The universal truth seems to be that finding out you didn’t pass your exam is universally traumatizing, stress inducing, and a slap to the morale. Everyone seems to feel a universal "what now", and a level of self examination that can be described as "to the bone." It's hard to talk about with anyone and seems that everyone is interested in how you did, adding to the stress. I have heard stories of losing touch with close school friends after knowing the news. I heard of at least 2 people that lost significant others as a result. One person said his girlfriend, in no uncertain terms, told him...if he wasn't going to be a doctor, she couldn't be with him anymore. They had been in a loving, committed relationship for nearly 2 years.

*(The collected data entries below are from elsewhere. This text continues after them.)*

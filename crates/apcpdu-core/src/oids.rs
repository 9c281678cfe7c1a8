// ── PowerNet MIB namespace ──
//
// OIDs under APC's enterprise root. Every concept has exactly one
// suffix; per-outlet concepts take the 1-based outlet number as their
// final arc.

use apcpdu_snmp::Oid;
use strum::{Display, EnumIter};

use crate::error::CoreError;
use crate::model::OutletIndex;

/// `iso.org.dod.internet.private.enterprises.apc`
pub const VENDOR_ROOT: &[u32] = &[1, 3, 6, 1, 4, 1, 318];

/// Named device concepts addressable by OID.
#[derive(Debug, Clone, Copy, PartialEq, Eq, Hash, Display, EnumIter)]
#[strum(serialize_all = "kebab-case")]
pub enum Concept {
    /// `rPDUIdentDeviceNumOutlets`
    OutletCount,
    /// `sPDUOutletCtlName`
    OutletName,
    /// `sPDUOutletCtl`
    OutletPowerState,
    /// `rPDULoadStatusLoad`, phase 1, tenths of amps.
    PowerDraw,
    /// `rPDULoadPhaseConfigLowLoadThreshold`, phase 1, tenths of amps.
    LowLoadThreshold,
    /// `rPDULoadPhaseConfigNearOverloadThreshold`, phase 1, tenths of amps.
    NearOverloadThreshold,
    /// `rPDULoadPhaseConfigOverloadThreshold`, phase 1, tenths of amps.
    OverloadThreshold,
    /// `rPDULoadStatusLoadState`, phase 1.
    LoadState,
}

/// Where a concept lives below [`VENDOR_ROOT`].
#[derive(Debug, Clone, Copy, PartialEq, Eq)]
pub struct OidDescriptor {
    pub suffix: &'static [u32],
    /// Per-outlet column; the outlet number is appended as the last arc.
    pub requires_index: bool,
}

impl Concept {
    pub const fn descriptor(self) -> OidDescriptor {
        const fn scalar(suffix: &'static [u32]) -> OidDescriptor {
            OidDescriptor {
                suffix,
                requires_index: false,
            }
        }
        const fn column(suffix: &'static [u32]) -> OidDescriptor {
            OidDescriptor {
                suffix,
                requires_index: true,
            }
        }

        match self {
            Self::OutletCount => scalar(&[1, 1, 12, 1, 8, 0]),
            Self::OutletName => column(&[1, 1, 4, 4, 2, 1, 4]),
            Self::OutletPowerState => column(&[1, 1, 4, 4, 2, 1, 3]),
            Self::PowerDraw => scalar(&[1, 1, 12, 2, 3, 1, 1, 2, 1]),
            Self::LowLoadThreshold => scalar(&[1, 1, 12, 2, 2, 1, 1, 2, 1]),
            Self::NearOverloadThreshold => scalar(&[1, 1, 12, 2, 2, 1, 1, 3, 1]),
            Self::OverloadThreshold => scalar(&[1, 1, 12, 2, 2, 1, 1, 4, 1]),
            Self::LoadState => scalar(&[1, 1, 12, 2, 3, 1, 1, 3, 1]),
        }
    }
}

pub fn vendor_root() -> Oid {
    Oid::from_arcs(VENDOR_ROOT)
}

/// Full OID for `concept`.
///
/// # Panics
///
/// If `index` is given for a scalar concept or omitted for a per-outlet
/// one. Both are programming errors, not device conditions.
pub fn resolve(concept: Concept, index: Option<OutletIndex>) -> Oid {
    let descriptor = concept.descriptor();
    let base = vendor_root().join(descriptor.suffix);
    match (descriptor.requires_index, index) {
        (true, Some(index)) => base.child(index.get()),
        (false, None) => base,
        (true, None) => panic!("{concept} is a per-outlet column and needs an outlet index"),
        (false, Some(_)) => panic!("{concept} is a scalar and takes no outlet index"),
    }
}

/// Column root for a per-outlet concept, for subtree walks.
///
/// # Panics
///
/// If `concept` is a scalar.
pub fn column(concept: Concept) -> Oid {
    let descriptor = concept.descriptor();
    assert!(
        descriptor.requires_index,
        "{concept} is a scalar and has no column"
    );
    vendor_root().join(descriptor.suffix)
}

/// Absolute OID for a dotted suffix relative to [`VENDOR_ROOT`].
///
/// Accepts `1.1.12.1.8.0` or `.1.1.12.1.8.0`.
pub fn relative(suffix: &str) -> Result<Oid, CoreError> {
    let trimmed = suffix.trim().trim_start_matches('.');
    let parsed: Oid = trimmed.parse()?;
    Ok(vendor_root().join(parsed.arcs()))
}

#[cfg(test)]
#[allow(clippy::unwrap_used)]
mod tests {
    use std::collections::HashSet;

    use pretty_assertions::assert_eq;
    use strum::IntoEnumIterator;

    use super::*;

    fn outlet(n: u32) -> OutletIndex {
        OutletIndex::new(n).unwrap()
    }

    #[test]
    fn resolves_known_oids() {
        assert_eq!(
            resolve(Concept::OutletCount, None).to_string(),
            "1.3.6.1.4.1.318.1.1.12.1.8.0"
        );
        assert_eq!(
            resolve(Concept::OutletName, Some(outlet(3))).to_string(),
            "1.3.6.1.4.1.318.1.1.4.4.2.1.4.3"
        );
        assert_eq!(
            resolve(Concept::OutletPowerState, Some(outlet(12))).to_string(),
            "1.3.6.1.4.1.318.1.1.4.4.2.1.3.12"
        );
        assert_eq!(
            resolve(Concept::LoadState, None).to_string(),
            "1.3.6.1.4.1.318.1.1.12.2.3.1.1.3.1"
        );
    }

    #[test]
    fn every_concept_is_distinct_and_under_the_vendor_root() {
        let root = vendor_root();
        let mut seen = HashSet::new();
        for concept in Concept::iter() {
            let oid = if concept.descriptor().requires_index {
                resolve(concept, Some(outlet(1)))
            } else {
                resolve(concept, None)
            };
            assert!(oid.starts_with(&root), "{concept} resolved outside root: {oid}");
            assert!(seen.insert(oid.clone()), "{concept} shares {oid}");
        }
    }

    #[test]
    fn column_is_prefix_of_each_row() {
        let column = column(Concept::OutletName);
        let row = resolve(Concept::OutletName, Some(outlet(7)));
        assert!(row.starts_with(&column));
        assert_eq!(row.last_arc(), Some(7));
    }

    #[test]
    #[should_panic(expected = "needs an outlet index")]
    fn per_outlet_concept_without_index_panics() {
        let _ = resolve(Concept::OutletName, None);
    }

    #[test]
    #[should_panic(expected = "takes no outlet index")]
    fn scalar_with_index_panics() {
        let _ = resolve(Concept::PowerDraw, Some(outlet(1)));
    }

    #[test]
    fn relative_suffix_joins_root() {
        assert_eq!(
            relative(".1.1.12.1.8.0").unwrap(),
            resolve(Concept::OutletCount, None)
        );
        assert!(relative("1..2").is_err());
    }
}
// ── Device session ──
//
// The single point of contact with the transport. A session is created
// once per device and is either open or closed; after `close()` every
// request fails with `Error::SessionClosed`.

use std::future::Future;
use std::time::Duration;

use tokio::sync::{Mutex, MutexGuard, RwLock};
use tracing::{debug, trace};

use crate::error::{Error, Result};
use crate::oid::Oid;
use crate::transport::{SnmpTransport, TransportConfig};
use crate::udp::UdpTransport;
use crate::value::{Value, Varbind};

/// A long-lived, explicitly closed session with one agent.
///
/// Requests take `&self`. If the transport cannot multiplex in-flight
/// requests, every call waits its turn on a FIFO queue so responses are
/// never attributed to the wrong request.
pub struct Session<T: SnmpTransport = UdpTransport> {
    transport: RwLock<Option<T>>,
    queue: Mutex<()>,
    serialize: bool,
    deadline: Duration,
    peer: String,
}

impl Session<UdpTransport> {
    /// Open a UDP session from `config`.
    pub async fn open(config: &TransportConfig) -> Result<Self> {
        let transport = UdpTransport::connect(config).await?;
        Ok(Self::new(transport, config.deadline()))
    }
}

impl<T: SnmpTransport> Session<T> {
    /// Wrap an existing transport. `deadline` bounds each GET and SET.
    pub fn new(transport: T, deadline: Duration) -> Self {
        let serialize = !transport.supports_concurrent_requests();
        let peer = transport.peer();
        Self {
            transport: RwLock::new(Some(transport)),
            queue: Mutex::new(()),
            serialize,
            deadline,
            peer,
        }
    }

    pub fn peer(&self) -> &str {
        &self.peer
    }

    pub fn deadline(&self) -> Duration {
        self.deadline
    }

    pub async fn is_closed(&self) -> bool {
        self.transport.read().await.is_none()
    }

    /// GET the given OIDs. The result mirrors the request order.
    pub async fn get(&self, oids: &[Oid]) -> Result<Vec<Varbind>> {
        let _turn = self.turn().await;
        let guard = self.transport.read().await;
        let transport = guard.as_ref().ok_or(Error::SessionClosed)?;

        debug!(
            peer = %self.peer,
            oid_count = oids.len(),
            first = ?oids.first().map(ToString::to_string),
            "GET"
        );
        self.bounded(transport.get(oids)).await
    }

    /// SET a single object and return the agent's confirmation varbinds.
    pub async fn set(&self, oid: &Oid, value: &Value) -> Result<Vec<Varbind>> {
        let _turn = self.turn().await;
        let guard = self.transport.read().await;
        let transport = guard.as_ref().ok_or(Error::SessionClosed)?;

        debug!(peer = %self.peer, oid = %oid, value_type = value.type_name(), "SET");
        self.bounded(transport.set(oid, value)).await
    }

    /// Walk everything below `root`, all-or-nothing.
    ///
    /// Walks span many PDUs, so only the transport's per-request timeout
    /// applies here.
    pub async fn walk_subtree(&self, root: &Oid, page_size: u32) -> Result<Vec<Varbind>> {
        let _turn = self.turn().await;
        let guard = self.transport.read().await;
        let transport = guard.as_ref().ok_or(Error::SessionClosed)?;

        debug!(peer = %self.peer, root = %root, page_size, "WALK");
        let varbinds = transport.walk(root, page_size).await?;
        trace!(root = %root, count = varbinds.len(), "walk complete");
        Ok(varbinds)
    }

    /// Close the session, dropping the transport.
    ///
    /// Waits for in-flight requests to finish. Fails with
    /// `Error::SessionClosed` if already closed.
    pub async fn close(&self) -> Result<()> {
        let mut guard = self.transport.write().await;
        match guard.take() {
            Some(transport) => {
                drop(transport);
                debug!(peer = %self.peer, "session closed");
                Ok(())
            }
            None => Err(Error::SessionClosed),
        }
    }

    async fn turn(&self) -> Option<MutexGuard<'_, ()>> {
        if self.serialize {
            Some(self.queue.lock().await)
        } else {
            None
        }
    }

    async fn bounded<R>(&self, request: impl Future<Output = Result<R>>) -> Result<R> {
        tokio::time::timeout(self.deadline, request)
            .await
            .unwrap_or_else(|_| {
                Err(Error::Timeout {
                    target: self.peer.clone(),
                    timeout_ms: u64::try_from(self.deadline.as_millis()).unwrap_or(u64::MAX),
                })
            })
    }
}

There is also a universal search for reasons, blame, why's and how's, particularly those that come very close...within 10 points of passing. I've heard about lousy education, crappy teachers, retarded exam process, unrealistic expectations, cultural bias, incoherent questions, lack of clinical correlation, pedantic knowledge, details that have no connection with reality or clinical practice and those testing "bastards". Then the self deprecation starts to flow from the stories: I'm not smart enough. I can't remember shiite. I'm not a good test taker. I'm too old. I'm too young and inexperienced. I have ADHD, Bipolar PD, Borderline PD or PTSD. I should have stayed at home. I was having my period or migraine. My mom, dad, sister, brother, aunt, uncle or dog died. I had a bad, bad day.

But there is universal agreement that the fact is, it's decision time and you can either attack the problems by really identifying the reality of the situation or bail and do something else. The thought of never being able to overcome the hurdle forces many to scrap the attempt and seek alternative careers. I've heard from more former medical students, now science teacher or medical assistants, than I would have ever imagined.

Choosing to stay in the fight, getting help becomes a great challenge. If you have real mental health issues, you have to seek appropriate assessment and real counseling or medical help. Dextroamphetamine and amphetamine seems to be the most commonly used as part of attention deficit hyperactivity disorder, claimed by many. Alcohol comes a close second.

I heard of one story of how an individual, studying for his 3rd attempt, got dismissed from a review course. How does one get dismissed from a review course? Bring beer to the lectures. Unbelievable. Apparently, according to the story teller, he is on his way to becoming an expert in fatty liver, esophageal varices, portal hypertension and ascites.

And if you stay engaged in this bizarre process, you have to study again. That may be the most overriding theme. And many choose that course. The challenge becomes what to study? how? with what materials? in what order? when to introduce questions? in the test/tutor/times/un-timed mode? Which bank? Which books? Which tutor? What review program? Which city? And for how long? Use NBME as a guide? I've not heard much consensus on any one approach; It's so individual. And there in lies the conundrum. You become your own analyst and expert to figure it out, and you are the worst person to make that determination.

So everyone does what they can: talk to friends, contact school and profs, call review programs, contact mentors, ask the clerk at the grocery store. At this point, any opinion will do. And most everyone tells you something different about the "how they did it", but says the same things about the what: You can do this. You can make it happen. You'll be fine. It'll all work out. Fact is, it may not. But you have to get things in order and do what you can.

It's not horrible. Everything happens for a reason. It presents an opportunity to realize your deficits and work on filling them. It allows time and space to hone knowledge so you can be a better clinician. It provides insight into study skills, memory, learning. personality traits, tenacity and dealing with success/failure. It's a unique perspective to be stripped down to, and can be beneficial regardless of the final outcome. And in the final analysis, what doesn't kill you makes you stronger, or...forces  you to join the peace corp.